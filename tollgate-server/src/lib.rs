//! HTTP front door for services protected by tollgate.
//!
//! The business routes live elsewhere; this crate owns startup wiring and the admission
//! checkpoint that every request passes before routing.

use axum::extract::ConnectInfo;
use axum::http::{Extensions, HeaderMap, HeaderName, StatusCode, Uri};
use axum::routing::get;
use axum::{Json, Router};
use serde_json::{json, Value};
use std::net::SocketAddr;
use std::sync::Arc;
use tollgate::{HeaderKey, KeyExtractor, PeerIp, RateLimitLayer, RateLimiter};
use tower_http::trace::TraceLayer;

/// Client identity: an optional trusted header, then the connection's peer IP.
#[derive(Debug, Clone, Default)]
pub struct ClientKey {
    header: Option<HeaderKey>,
}

impl ClientKey {
    pub fn new(header: Option<HeaderName>) -> Self {
        Self { header: header.map(HeaderKey::new) }
    }
}

impl KeyExtractor for ClientKey {
    fn extract(&self, headers: &HeaderMap, extensions: &Extensions) -> Option<String> {
        self.header
            .as_ref()
            .and_then(|h| h.extract(headers, extensions))
            .or_else(|| {
                extensions
                    .get::<ConnectInfo<SocketAddr>>()
                    .map(|ConnectInfo(addr)| addr.ip().to_string())
            })
            .or_else(|| PeerIp.extract(headers, extensions))
    }
}

/// Build the router: `/health` bypasses the limiter, everything else goes through it.
pub fn app<L>(limiter: Arc<L>, key: ClientKey) -> Router
where
    L: RateLimiter + 'static,
{
    Router::new()
        .fallback(not_found)
        .layer(RateLimitLayer::new(limiter).with_key(key))
        .route("/health", get(health))
        .layer(TraceLayer::new_for_http())
}

async fn health() -> Json<Value> {
    Json(json!({ "status": "ok" }))
}

async fn not_found(uri: Uri) -> (StatusCode, Json<Value>) {
    (
        StatusCode::NOT_FOUND,
        Json(json!({ "error": format!("Requested resource {} does not exist", uri) })),
    )
}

■ ■ ■ ■

● **EXERCISE**: Pull out every line of the records that includes the string "RateLimitLayer".

● **WORKED SOLUTION**:
use tollgate::{HeaderKey, KeyExtractor, PeerIp, RateLimitLayer, RateLimiter};
        .layer(RateLimitLayer::new(limiter).with_key(key))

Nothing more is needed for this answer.